EGRによってNOxを含む排気ガスが空気とともにエンジンに取り込まれますが、空気中の酸素濃度が下がると燃焼温度は下がります。すると、PMが発生するのです。
EGRによってNOxの値は減りますが、それに伴う燃焼温度の低下により発生したPMもまた環境汚染の原因物質となります。そこで「DPF」と呼ばれる、PMを除去するための装置が備え付けられています。
DPFは「ディーゼル微粒子捕集フィルター」の略称であり、その名の通り環境汚染の原因となる排ガスをクリーンにするフィルターの役目を果たしています。近代のディーゼル車両では車のコンピューターがPMを自動的に検知し、溜まったPMをフィルター内で燃焼し排出するという動作を行いますが、DPFが作動している間は燃焼の為にこちらにも燃料を割くので、必然的に馬力が落ちます。DPFの回数や時間が増えるほど、パワーが無くなったと感じるようになります。
しかし、なぜDPFの回数が増えるのでしょう?
先ほどコンピューター制御で自動的にDPFが作動すると説明しましたが、とある条件下で作動しないことがあります。
以下、マツダの公式HPより抜粋いたします。
通常走行中はDPF で捕集されたPM は自動で除去されますが、次のようなときはPMが自動で除去されません。
● 車速約15km/h 以下で走り続けているとき
● 10 分以下の短時間走行の繰り返しやエンジンが暖機できないような走行を繰り返したとき
● 長時間アイドリング状態のとき
……つまり、普段の通勤や買い物、休日のドライブなどで頻繁に遭遇する「渋滞」や「ちょい乗り」状況では、DPFが正しく作動せず、PMが除去されないのです。

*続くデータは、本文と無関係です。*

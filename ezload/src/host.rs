//! Host-side utilities for USB device discovery.

use crate::device::{self, DeviceSelector, KnownDeviceTable, ResolvedDevice};
use crate::port::UsbDeviceInfo;

/// Discover all attached USB devices.
#[cfg(feature = "native")]
pub fn discover_devices() -> crate::Result<Vec<UsbDeviceInfo>> {
    use crate::port::{DeviceEnumerator, NativeEnumerator};
    NativeEnumerator::list_devices()
}

/// Discover all attached USB devices (unavailable without a USB backend).
#[cfg(not(feature = "native"))]
pub fn discover_devices() -> crate::Result<Vec<UsbDeviceInfo>> {
    Err(crate::Error::UnsupportedOperation(
        "USB enumeration needs the `native` feature".to_string(),
    ))
}

/// Discover attached devices listed in the known device table.
pub fn discover_known_devices(table: &KnownDeviceTable) -> crate::Result<Vec<UsbDeviceInfo>> {
    Ok(device::known_devices(table, &discover_devices()?))
}

/// Resolve a device selection against the attached devices.
///
/// Enumeration is skipped when the selector already names a VID:PID.
pub fn resolve_device(
    table: &KnownDeviceTable,
    selector: DeviceSelector,
) -> crate::Result<ResolvedDevice> {
    let devices = if selector.vid_pid.is_some() {
        Vec::new()
    } else {
        discover_devices()?
    };
    device::resolve(table, selector, &devices)
}
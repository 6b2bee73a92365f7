//! Error types for ezload.

use std::io;
use thiserror::Error;

/// Result type for ezload operations.
pub type Result<T> = std::result::Result<T, Error>;

/// Error type for ezload operations.
#[derive(Debug, Error)]
pub enum Error {
    /// I/O error (firmware files, readers).
    #[error("I/O error: {0}")]
    Io(#[from] io::Error),

    /// libusb error reported by the native transport.
    #[cfg(feature = "native")]
    #[error("USB error: {0}")]
    Usb(#[from] rusb::Error),

    /// A line of the Intel HEX image could not be parsed.
    #[error("Malformed record on line {line}: {kind}")]
    MalformedRecord {
        /// 1-based line number in the source text.
        line: usize,
        /// What was wrong with the record.
        kind: RecordError,
    },

    /// The image ended without an end-of-file record.
    #[error("Truncated image: no end-of-file record")]
    TruncatedImage,

    /// Two data records cover the same address.
    #[error("Overlapping data at 0x{address:08X}")]
    OverlappingData {
        /// First address written twice.
        address: u32,
    },

    /// No device matched the selection criteria.
    #[error("Device not found")]
    DeviceNotFound,

    /// More than one device matched the selection criteria.
    #[error("Ambiguous device selection: {0}")]
    AmbiguousDevice(String),

    /// The requested operation is not available for this device.
    #[error("Unsupported operation: {0}")]
    UnsupportedOperation(String),

    /// Firmware touches memory that cannot be written in the current pass.
    #[error("Cannot write {len} bytes at 0x{address:08X}: outside writable memory")]
    AddressOutOfRange {
        /// Start address of the offending block.
        address: u32,
        /// Length of the offending block.
        len: usize,
    },

    /// Control transfer failed.
    #[error("Transfer failed: {0}")]
    Transport(String),

    /// The device went away (usually re-enumeration after reset release).
    #[error("Device disconnected")]
    Disconnected,

    /// The operation was cancelled by the caller.
    #[error("Operation cancelled")]
    Cancelled,
}

impl Error {
    /// Whether this error means the device dropped off the bus.
    ///
    /// A freshly started firmware commonly re-enumerates with a new
    /// personality, so the final reset-release write may see this.
    pub fn is_disconnect(&self) -> bool {
        match self {
            Self::Disconnected => true,
            #[cfg(feature = "native")]
            Self::Usb(rusb::Error::Io | rusb::Error::NoDevice) => true,
            _ => false,
        }
    }
}

/// Reason an Intel HEX line was rejected.
#[derive(Debug, Clone, Copy, PartialEq, Eq, Error)]
pub enum RecordError {
    /// Line does not begin with `:`.
    #[error("missing start marker")]
    MissingStartMarker,

    /// Odd number of hex digits after the start marker.
    #[error("odd number of hex digits")]
    OddDigitCount,

    /// Character that is not a hex digit.
    #[error("invalid hex digit")]
    InvalidDigit,

    /// Line is shorter than its byte count requires.
    #[error("truncated record")]
    Truncated,

    /// Line is longer than its byte count allows.
    #[error("trailing data after checksum")]
    TrailingData,

    /// Extended address record without a 2-byte payload.
    #[error("bad extended address record")]
    BadAddressRecord,

    /// Data runs past the end of the 32-bit address space.
    #[error("data extends beyond address 0xFFFFFFFF")]
    AddressOverflow,

    /// Checksum byte does not match the record contents.
    #[error("checksum mismatch: expected {expected:#04x}, got {actual:#04x}")]
    ChecksumMismatch {
        /// Checksum computed from the record bytes.
        expected: u8,
        /// Checksum stored in the record.
        actual: u8,
    },
}

#[cfg(test)]
mod tests {
    use super::*;

    #[test]
    fn test_disconnect_classification() {
        assert!(Error::Disconnected.is_disconnect());
        assert!(!Error::Cancelled.is_disconnect());
        assert!(!Error::Transport("stall".into()).is_disconnect());
    }

    #[cfg(feature = "native")]
    #[test]
    fn test_usb_disconnect_classification() {
        assert!(Error::Usb(rusb::Error::NoDevice).is_disconnect());
        assert!(Error::Usb(rusb::Error::Io).is_disconnect());
        assert!(!Error::Usb(rusb::Error::Pipe).is_disconnect());
    }

    #[test]
    fn test_malformed_record_message() {
        let err = Error::MalformedRecord {
            line: 3,
            kind: RecordError::ChecksumMismatch {
                expected: 0x12,
                actual: 0x13,
            },
        };
        let msg = err.to_string();
        assert!(msg.contains("line 3"));
        assert!(msg.contains("0x12"));
    }
}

PMが除去されないとどうなるでしょうか。このPMを含んだ排ガスがEGR制御によりエンジン側へ戻され、エンジン手前のフレッシュエアと混合されるシャッターバルブ付近やインレットマニホールドに蓄積されていきます。PMが蓄積されていくと煤の塊となって吸入口をふさぐ為、吸入空気量が減っていき、燃焼効率も下がり、結果として燃費や馬力が落ちていくのです。
このような状態で、落ちた馬力を取り戻そうとサブコンなどを導入すると、酸素量が薄い中で燃料を多く噴射するため、不完全燃焼の量が増え、結果的に大量の煤の発生を招くこととなりうるのです。
⒋「EGR制限プレート」の効果
ではどうすればいいのか。ここで、そもそもの原因であったEGRで導入される排ガスの量をバランスよく調整することに着目しました。

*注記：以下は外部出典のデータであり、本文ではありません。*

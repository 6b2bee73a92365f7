//! Command implementations.
//!
//! Each subcommand is implemented in its own module for clean separation.

pub(crate) mod completions;
pub(crate) mod info;
pub(crate) mod list;
pub(crate) mod load;
//! Firmware image info command implementation.

use {
    anyhow::{Context, Result},
    console::style,
    ezload::{
        ChipFamily, FirmwareImage, image::segment::DEFAULT_RECORD_LEN,
        target::ezusb::protocol::split_segments,
    },
    std::path::Path,
};

/// Families whose on-chip RAM holds the whole image, so no loader is needed.
fn fits_on_chip(image: &FirmwareImage) -> Vec<ChipFamily> {
    ChipFamily::ALL
        .into_iter()
        .filter(|family| {
            let profile = family.profile();
            split_segments(image.segments(), profile, profile.max_chunk())
                .iter()
                .all(|c| c.internal)
        })
        .collect()
}

fn load_image(firmware: &Path) -> Result<FirmwareImage> {
    FirmwareImage::from_file(firmware)
        .with_context(|| format!("Failed to load firmware {}", firmware.display()))
}

/// Info command implementation.
pub(crate) fn cmd_info(firmware: &Path, json: bool, ihex: bool) -> Result<()> {
    let image = load_image(firmware)?;

    if json {
        return print_info_json(&image);
    }
    if ihex {
        print!("{}", image.to_ihex(DEFAULT_RECORD_LEN));
        return Ok(());
    }

    eprintln!("{}", style("Firmware Information").bold().underlined());
    eprintln!("  File: {}", firmware.display());
    eprintln!("  Segments: {}", image.segments().len());
    eprintln!("  Total size: {} bytes", image.total_len());

    eprintln!("\n{}", style("Segments").bold().underlined());
    for (i, segment) in image.segments().iter().enumerate() {
        eprintln!(
            "  [{:2}] {} - {} ({} bytes)",
            i,
            style(format!("0x{:04X}", segment.base_address)).cyan(),
            style(format!("0x{:04X}", segment.end().saturating_sub(1))).cyan(),
            segment.len()
        );
    }

    let fits = fits_on_chip(&image);
    let fits = if fits.is_empty() {
        style("none (needs a second-stage loader)".to_string()).yellow()
    } else {
        style(
            fits.iter()
                .map(ToString::to_string)
                .collect::<Vec<_>>()
                .join(", "),
        )
        .green()
    };
    eprintln!("\n  Fits on-chip RAM of: {fits}");

    Ok(())
}

/// Info command --json output: structured JSON to stdout.
fn print_info_json(image: &FirmwareImage) -> Result<()> {
    let segments: Vec<serde_json::Value> = image
        .segments()
        .iter()
        .map(|s| {
            serde_json::json!({
                "address": format!("0x{:04X}", s.base_address),
                "length": s.len(),
            })
        })
        .collect();

    let fits: Vec<&str> = fits_on_chip(image).iter().map(ChipFamily::token).collect();

    let output = serde_json::json!({
        "ok": true,
        "data": {
            "segment_count": image.segments().len(),
            "total_size": image.total_len(),
            "segments": segments,
            "fits_on_chip": fits,
        }
    });
    println!("{}", serde_json::to_string_pretty(&output)?);
    Ok(())
}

EGR制限プレートはその名の通り、11mmもしくは9mmの穴を設け、エンジンの劣化具合によってユーザー自身で煤の発生の原因であるEGRの最大流量を制限できるよう調整が可能となっています。
これにより、空気に混合される排ガスの量が減るため、シリンダー内での燃焼時には相対的に酸素量が増えます。酸素量が増えることで燃焼温度が上がるため、PMの発生を抑えることができます。PMの発生量が減ることでDPFの回数が減るため、PM焼却に伴う馬力ロスが減ります。また、煤も溜まりにくくなるため吸入口をふさぐ問題も解決されます。

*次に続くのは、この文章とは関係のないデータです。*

//! # ezload
//!
//! A library for loading firmware into Cypress/Anchor EZ-USB microcontrollers.
//!
//! This crate provides the core functionality for downloading Intel HEX
//! firmware images into EZ-USB devices over their USB control endpoint,
//! including:
//!
//! - Intel HEX record parsing and segment reassembly
//! - Per-family device profiles (reset register, RAM windows, EEPROM format)
//! - Known VID:PID table and device auto-detection
//! - Single-stage RAM loads and two-stage loader + firmware sequencing
//! - Boot EEPROM programming through a second-stage loader
//!
//! ## Supported Chips
//!
//! - AN21xx (original Anchor Chips parts)
//! - FX (updated Cypress AN21 compatible parts)
//! - FX2 (CY7C68013)
//! - FX2LP (CY7C68013A and relatives)
//!
//! ## Features
//!
//! - `native` (default): USB access through `rusb` (libusb)
//! - `serde`: Serialization support for data types
//!
//! ## Example
//!
//! ```rust,no_run
//! use ezload::{ChipFamily, DeviceIdentity, DownloadEngine, DownloadTarget, FirmwareImage};
//!
//! fn main() -> Result<(), Box<dyn std::error::Error>> {
//!     let image = FirmwareImage::from_file("firmware.hex")?;
//!
//!     #[cfg(feature = "native")]
//!     {
//!         let mut port = ezload::UsbPort::open(0x04B4, 0x8613)?;
//!         let identity = DeviceIdentity::from(port.info());
//!         let target = DownloadTarget::new(&mut port, *ChipFamily::Fx2Lp.profile(), identity);
//!
//!         let mut engine = DownloadEngine::new(target);
//!         engine.load_ram(&image, &mut |name, current, total| {
//!             println!("Loading {}: {}/{}", name, current, total);
//!         })?;
//!     }
//!
//!     Ok(())
//! }
//! ```

#![warn(missing_docs)]
#![warn(clippy::all)]

pub mod device;
pub mod error;
pub mod host;
pub mod image;
pub mod port;
pub mod target;

// Re-exports for convenience
#[cfg(feature = "native")]
pub use port::{NativeEnumerator, UsbPort};
pub use {
    device::{DeviceSelector, FamilySource, KnownDevice, KnownDeviceTable, ResolvedDevice},
    error::{Error, RecordError, Result},
    host::discover_devices,
    image::{
        ihex::{HexRecord, RecordType},
        segment::{FirmwareImage, Segment},
    },
    port::{ControlPort, DeviceEnumerator, UsbDeviceInfo},
    target::{
        ChipFamily, DeviceProfile,
        ezusb::flasher::{
            Destination, DeviceIdentity, DownloadEngine, DownloadPlan, DownloadState,
            DownloadTarget, RamMode,
        },
    },
};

EGRの制限により排出されるNOxの量は確かに増えますが、車検適合内の微々たる変化であったことはこの数年で実証済みです。
新車購入時の保証が切れ、馬力低下や大きくなってきたエンジン音、振動に辟易してきたユーザーの方は、最後の手段として是非お試しください。
そしてディーゼルがもたらす本来のトルクフルな走行を今一度、心ゆくまでお楽しみください。
さいごに
EGRの機構はディーゼル車の環境問題のみならず燃費向上にも貢献している重要な機構であり、一概にEGRそのものが害であるというのは誤りです。新車時のコンディションの下では各制御の緻密なバランスによりその性能を存分に発揮できますが、10万kmも走れば経年劣化に伴ってバランスが崩れ、せっかくのEGRもマイナスとして働いてしまうのです。
このバランスを改めて取り持つことで、経年劣化により疲弊した車でも再びその性能を発揮することができます。
長年連れ添った愛車ですから、性能が悪くなったと一蹴りに見捨てることなく、愛着を持って再びドライブに出かけてください。
デミオ用1.5DのEGR制限プレートはないのですか?
お問い合わせありがとうございます。
1.5Dや1.8Dのディーゼルについては、EGRの仕組みが2.2Dと異なる為、
弊社では長期間にわたって実験できていません。
このため、現時点では販売していません。